By Prof. Shai Efrati MD, Director of The Sagol Center for Hyperbaric Medicine and Research and by Prof. Rachel Lev-Wiesel chair of The Emili Sagol CAT Research Center, The Sagol Lab for Children at Risk, University of Haifa
Fibromyalgia syndrome, a chronic pain condition characterized by widespread pain, fatigue and cognitive issues, impacts a large portion of the population. The syndrome’s effect on people’s lives is severe, limiting the ability of sufferers to engage in everyday activity. Effecting an estimate of 2-5% of the world, 75-90% of patients are female. While the exact cause of fibromyalgia is inconclusive, science today suggests that fibromyalgia stems from an increase in the transmission and processing of pain within the central nervous system.
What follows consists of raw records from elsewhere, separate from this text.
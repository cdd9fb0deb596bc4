use crate::{DEFAULTALIGN, alloc_aligned};

/// Owned scratch arena, sized once at construction and reused for every
/// transform call. Contents are undefined between calls.
pub struct ScratchOwned {
    data: Vec<u8>,
}

/// Borrowed view over scratch bytes from which aligned typed slices are
/// carved off the front.
pub struct Scratch {
    data: [u8],
}

impl ScratchOwned {
    /// Allocates `size` aligned bytes of scratch.
    pub fn alloc(size: usize) -> Self {
        Self {
            data: alloc_aligned(size),
        }
    }

    pub fn borrow(&mut self) -> &mut Scratch {
        Scratch::from_bytes(&mut self.data)
    }
}

impl Scratch {
    /// Wraps mutable borrowed bytes into a [`Scratch`].
    pub fn from_bytes(data: &mut [u8]) -> &mut Scratch {
        unsafe { &mut *(data as *mut [u8] as *mut Scratch) }
    }

    /// Returns how many aligned bytes are left to take.
    pub fn available(&self) -> usize {
        let ptr: *const u8 = self.data.as_ptr();
        let aligned_offset: usize = ptr.align_offset(DEFAULTALIGN);
        self.data.len().saturating_sub(aligned_offset)
    }

    /// Takes an aligned `&mut [T]` of `len` elements from the front and
    /// returns it together with the remaining scratch.
    ///
    /// # Panics
    ///
    /// Panics if fewer than `len * size_of::<T>()` aligned bytes are left.
    pub fn take_slice<T>(&mut self, len: usize) -> (&mut [T], &mut Scratch) {
        let (take_slice, rem_slice) = take_slice_aligned(&mut self.data, len * size_of::<T>());
        unsafe {
            (
                &mut *(std::ptr::slice_from_raw_parts_mut(take_slice.as_mut_ptr() as *mut T, len)),
                Scratch::from_bytes(rem_slice),
            )
        }
    }
}

fn take_slice_aligned(data: &mut [u8], take_len: usize) -> (&mut [u8], &mut [u8]) {
    let ptr: *mut u8 = data.as_mut_ptr();
    let self_len: usize = data.len();

    let aligned_offset: usize = ptr.align_offset(DEFAULTALIGN);
    let aligned_len: usize = self_len.saturating_sub(aligned_offset);

    if let Some(rem_len) = aligned_len.checked_sub(take_len) {
        unsafe {
            let take_ptr: *mut u8 = ptr.add(aligned_offset);
            let take_slice: &mut [u8] = &mut *std::ptr::slice_from_raw_parts_mut(take_ptr, take_len);
            let rem_slice: &mut [u8] =
                &mut *std::ptr::slice_from_raw_parts_mut(take_ptr.add(take_len), rem_len);
            (take_slice, rem_slice)
        }
    } else {
        panic!("attempted to take {take_len} bytes from scratch with {aligned_len} aligned bytes left")
    }
}
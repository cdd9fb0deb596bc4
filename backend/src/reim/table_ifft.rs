use std::f64::consts::PI;

use crate::alloc_aligned;

/// Inverse twiddle table: conjugate angles of [`crate::reim::FftTable`],
/// laid out stage by stage from length 2 up to length `m`, matching the
/// traversal order of [`crate::reim::ifft_ref`].
pub struct IfftTable {
    m: usize,
    omg: Vec<f64>,
}

impl IfftTable {
    pub fn new(m: usize) -> Self {
        assert!(
            m.is_power_of_two() && m >= 2,
            "m must be a power of two >= 2 but is {m}"
        );
        let mut omg: Vec<f64> = alloc_aligned::<f64>(2 * (m - 1));
        let mut pos: usize = 0;
        let mut len: usize = 2;
        while len <= m {
            let h: usize = len >> 1;
            for j in 0..h {
                let angle: f64 = 2.0 * PI * (j as f64) / (len as f64);
                omg[pos] = angle.cos();
                omg[pos + 1] = angle.sin();
                pos += 2;
            }
            len <<= 1;
        }
        omg.truncate(2 * (m - 1));
        Self { m, omg }
    }

    pub fn m(&self) -> usize {
        self.m
    }

    pub fn omg(&self) -> &[f64] {
        &self.omg
    }
}
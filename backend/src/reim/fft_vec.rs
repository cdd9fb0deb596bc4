use itertools::izip;

/// Pointwise complex product of two interleaved frequency buffers:
/// `res[k] = a[k] * b[k]`.
pub fn fftvec_mul(res: &mut [f64], a: &[f64], b: &[f64]) {
    #[cfg(debug_assertions)]
    {
        assert_eq!(a.len(), res.len());
        assert_eq!(b.len(), res.len());
        assert!(res.len().is_multiple_of(2));
    }

    for (r, a, b) in izip!(res.chunks_exact_mut(2), a.chunks_exact(2), b.chunks_exact(2)) {
        let (ar, ai) = (a[0], a[1]);
        let (br, bi) = (b[0], b[1]);
        r[0] = ar * br - ai * bi;
        r[1] = ar * bi + ai * br;
    }
}

/// Pointwise complex multiply-accumulate of two interleaved frequency
/// buffers: `res[k] += a[k] * b[k]`.
pub fn fftvec_addmul(res: &mut [f64], a: &[f64], b: &[f64]) {
    #[cfg(debug_assertions)]
    {
        assert_eq!(a.len(), res.len());
        assert_eq!(b.len(), res.len());
        assert!(res.len().is_multiple_of(2));
    }

    for (r, a, b) in izip!(res.chunks_exact_mut(2), a.chunks_exact(2), b.chunks_exact(2)) {
        let (ar, ai) = (a[0], a[1]);
        let (br, bi) = (b[0], b[1]);
        r[0] += ar * br - ai * bi;
        r[1] += ar * bi + ai * br;
    }
}
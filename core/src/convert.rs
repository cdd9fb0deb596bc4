//! Conversion laws between torus values and doubles.
//!
//! A torus value is an unsigned numerator over `2^32` or `2^64`; the
//! transform works on its two's-complement reinterpretation, so the
//! conversions here move between signed integers embedded in doubles and
//! wrapped unsigned words. Wraparound is never an error.

/// Low 52 bits of an IEEE-754 double: the stored mantissa.
const F64_MANTISSA_MASK: u64 = 0x000F_FFFF_FFFF_FFFF;
/// Implicit leading mantissa bit of a normal double.
const F64_IMPLICIT_BIT: u64 = 0x0010_0000_0000_0000;
/// Biased-exponent mask (11 bits).
const F64_EXPONENT_MASK: u64 = 0x7FF;
/// Biased exponent at which the 53-bit mantissa sits exactly at bit 0:
/// 1023 (bias) + 52 (mantissa width).
const F64_EXPONENT_INT: i32 = 1075;

/// Reinterprets a 32-bit torus value as a signed integer and widens it.
/// Exact: every `i32` is representable in a double.
#[inline(always)]
pub fn torus32_to_f64(x: u32) -> f64 {
    (x as i32) as f64
}

/// Reinterprets a 64-bit torus value as a signed integer and widens it.
/// Lossy for magnitudes beyond `2^53`; the error is bounded by the double
/// mantissa width and accepted by the surrounding scheme's noise budget.
#[inline(always)]
pub fn torus64_to_f64(x: u64) -> f64 {
    (x as i64) as f64
}

/// Converts a transform candidate back to a 32-bit torus value: round to
/// nearest, then keep the low 32 bits of the signed result. The wrap
/// realizes reduction modulo `2^32`. Candidates are assumed to have
/// magnitude below `2^63`.
#[inline(always)]
pub fn f64_to_torus32(x: f64) -> u32 {
    (x.round() as i64) as u32
}

/// Converts a transform candidate back to a 64-bit torus value by direct
/// decomposition of the IEEE-754 bit pattern, avoiding a library rounding
/// call: mantissa with the implicit bit restored, shifted by the unbiased
/// exponent, negated on the sign bit. Truncates toward zero.
///
/// Equals `(x as i64) as u64` for every `|x| < 2^63`. Outside that window
/// the result follows the wraparound semantics of the torus instead of
/// saturating: left shifts keep the low 64 bits (reduction modulo `2^64`),
/// magnitudes of `2^64` and beyond collapse to 0, and zero, denormals,
/// infinities and NaN all map to 0.
#[inline(always)]
pub fn f64_to_torus64(x: f64) -> u64 {
    let bits: u64 = x.to_bits();
    let expo: i32 = ((bits >> 52) & F64_EXPONENT_MASK) as i32;
    if expo == 0 {
        // Zero or denormal: magnitude below 2^-1022.
        return 0;
    }
    let val: u64 = (bits & F64_MANTISSA_MASK) | F64_IMPLICIT_BIT;
    let shift: i32 = expo - F64_EXPONENT_INT;
    let magnitude: u64 = if shift >= 64 {
        0
    } else if shift >= 0 {
        val << shift
    } else if shift > -53 {
        val >> -shift
    } else {
        0
    };
    if bits >> 63 != 0 {
        magnitude.wrapping_neg()
    } else {
        magnitude
    }
}

/// Round-to-nearest conversion to a 64-bit torus value, used when a
/// coarser decomposition digit is being extracted and bit-exactness is not
/// required. Negative candidates wrap through the signed cast.
#[inline(always)]
pub fn f64_to_torus64_round(x: f64) -> u64 {
    (x.round() as i64) as u64
}

#[cfg(test)]
mod tests {
    use rand_distr::{Distribution, Normal};
    use torusfft_backend::Source;

    use super::*;

    #[test]
    fn torus_widening_reinterprets_as_signed() {
        assert_eq!(torus32_to_f64(0), 0.0);
        assert_eq!(torus32_to_f64(1), 1.0);
        assert_eq!(torus32_to_f64(u32::MAX), -1.0);
        assert_eq!(torus32_to_f64(1 << 31), -(2f64.powi(31)));
        assert_eq!(torus64_to_f64(u64::MAX), -1.0);
        assert_eq!(torus64_to_f64(1 << 63), -(2f64.powi(63)));
    }

    #[test]
    fn bit_exact_matches_truncating_cast_in_window() {
        let cases: [f64; 14] = [
            0.25,
            -0.25,
            1.0,
            -1.0,
            1.5,
            -1.5,
            2f64.powi(52) - 0.5,
            -(2f64.powi(52) - 0.5),
            2f64.powi(52),
            2f64.powi(53) + 2.0,
            2f64.powi(62),
            -(2f64.powi(62)),
            4.6e18,
            -4.6e18,
        ];
        for x in cases {
            assert_eq!(f64_to_torus64(x), (x as i64) as u64, "x = {x}");
        }
    }

    #[test]
    fn bit_exact_matches_truncating_cast_randomized() {
        let mut source: Source = Source::new([4u8; 32]);
        for k in 0..62 {
            for _ in 0..64 {
                let x: f64 = source.next_f64(-1.0, 1.0) * 2f64.powi(k);
                assert_eq!(f64_to_torus64(x), (x as i64) as u64, "x = {x}");
            }
        }
        // Exponent-scattered magnitudes around the window edges.
        let normal: Normal<f64> = Normal::new(0.0, 2f64.powi(50)).unwrap();
        for _ in 0..1024 {
            let x: f64 = normal.sample(&mut source);
            assert_eq!(f64_to_torus64(x), (x as i64) as u64, "x = {x}");
        }
    }

    #[test]
    fn bit_exact_degenerate_inputs_collapse_to_zero() {
        assert_eq!(f64_to_torus64(0.0), 0);
        assert_eq!(f64_to_torus64(-0.0), 0);
        assert_eq!(f64_to_torus64(0.999), 0);
        assert_eq!(f64_to_torus64(-0.999), 0);
        assert_eq!(f64_to_torus64(1e-300), 0);
        assert_eq!(f64_to_torus64(5e-324), 0);
        assert_eq!(f64_to_torus64(f64::MIN_POSITIVE), 0);
        assert_eq!(f64_to_torus64(f64::INFINITY), 0);
        assert_eq!(f64_to_torus64(f64::NEG_INFINITY), 0);
        assert_eq!(f64_to_torus64(f64::NAN), 0);
    }

    #[test]
    fn bit_exact_wraps_beyond_the_signed_window() {
        // 1e19 lies in (2^63, 2^64): representable as u64, wraps as i64.
        assert_eq!(f64_to_torus64(1e19), 1e19 as u64);
        assert_eq!(f64_to_torus64(-1e19), (1e19 as u64).wrapping_neg());
        // 2^64 and above are congruent to zero.
        assert_eq!(f64_to_torus64(2f64.powi(64)), 0);
        assert_eq!(f64_to_torus64(2f64.powi(80)), 0);
    }

    #[test]
    fn torus32_conversion_rounds_and_wraps() {
        assert_eq!(f64_to_torus32(0.4), 0);
        assert_eq!(f64_to_torus32(0.6), 1);
        assert_eq!(f64_to_torus32(-0.6), u32::MAX);
        assert_eq!(f64_to_torus32(-(2f64.powi(31)) - 7.0), (1u32 << 31).wrapping_sub(7));
        assert_eq!(f64_to_torus32(2f64.powi(32) + 3.0), 3);
    }
}
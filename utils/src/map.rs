use std::hash::Hash;

use fnv::FnvHashMap;

/// Thin wrapper around an FNV-hashed map. Keys are small integers
/// (ring dimensions), where FNV beats SipHash.
pub struct Map<K, V>(pub FnvHashMap<K, V>);

impl<K: Eq + Hash, V> Map<K, V> {
    pub fn new() -> Self {
        Self(FnvHashMap::<K, V>::default())
    }

    pub fn insert(&mut self, k: K, data: V) -> Option<V> {
        self.0.insert(k, data)
    }

    pub fn get(&self, k: &K) -> Option<&V> {
        self.0.get(k)
    }

    pub fn get_mut(&mut self, k: &K) -> Option<&mut V> {
        self.0.get_mut(k)
    }

    pub fn or_insert_with(&mut self, k: K, f: impl FnOnce() -> V) -> &mut V {
        self.0.entry(k).or_insert_with(f)
    }

    pub fn len(&self) -> usize {
        self.0.len()
    }

    pub fn is_empty(&self) -> bool {
        self.0.is_empty()
    }
}

impl<K: Eq + Hash, V> Default for Map<K, V> {
    fn default() -> Self {
        Self::new()
    }
}
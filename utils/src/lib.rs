mod map;

pub use map::*;
/// In-place forward transform over split re/im halves of length `m`.
///
/// Decimation in frequency: input in natural order, output in bit-reversed
/// order. `omg` is the table built by [`crate::reim::FftTable`].
pub fn fft_ref(m: usize, omg: &[f64], re: &mut [f64], im: &mut [f64]) {
    #[cfg(debug_assertions)]
    {
        assert_eq!(re.len(), m);
        assert_eq!(im.len(), m);
        assert_eq!(omg.len(), 2 * (m - 1));
    }

    let mut pos: usize = 0;
    let mut len: usize = m;
    while len >= 2 {
        let h: usize = len >> 1;
        for off in (0..m).step_by(len) {
            let (re_lo, re_hi) = re[off..off + len].split_at_mut(h);
            let (im_lo, im_hi) = im[off..off + len].split_at_mut(h);
            for j in 0..h {
                cplx_twiddle_dif(
                    &mut re_lo[j],
                    &mut im_lo[j],
                    &mut re_hi[j],
                    &mut im_hi[j],
                    omg[pos + 2 * j],
                    omg[pos + 2 * j + 1],
                );
            }
        }
        pos += 2 * h;
        len = h;
    }
}

/// DIF butterfly: `a' = a + b`, `b' = (a - b) * omg`.
#[inline(always)]
fn cplx_twiddle_dif(ra: &mut f64, ia: &mut f64, rb: &mut f64, ib: &mut f64, omg_re: f64, omg_im: f64) {
    let sr: f64 = *ra + *rb;
    let si: f64 = *ia + *ib;
    let dr: f64 = *ra - *rb;
    let di: f64 = *ia - *ib;
    *ra = sr;
    *ia = si;
    *rb = dr * omg_re - di * omg_im;
    *ib = dr * omg_im + di * omg_re;
}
Prof. Efrati, MD: “Through my work as Director of The Sagol Center for Hyperbaric Medicine and Research, I have spent years conducting research on the effect of Hyperbaric Oxygen Therapy (HBOT) on wounds. At the beginning I was focused on physical wounds, and over time, we discovered HBOT’s ability to heal certain types of damaged brain tissue, treating traumatic brain injuries and post stroke-patients. Most recently, based on clinical observation we had on fibromyalgia patients being treated for other indications, we have initiated an ongoing research program on central pain syndrome, also known as fibromyalgia. While researchers have been inconclusive on the causes of fibromyalgia, among possible risk factors is an emotionally or physically traumatic event.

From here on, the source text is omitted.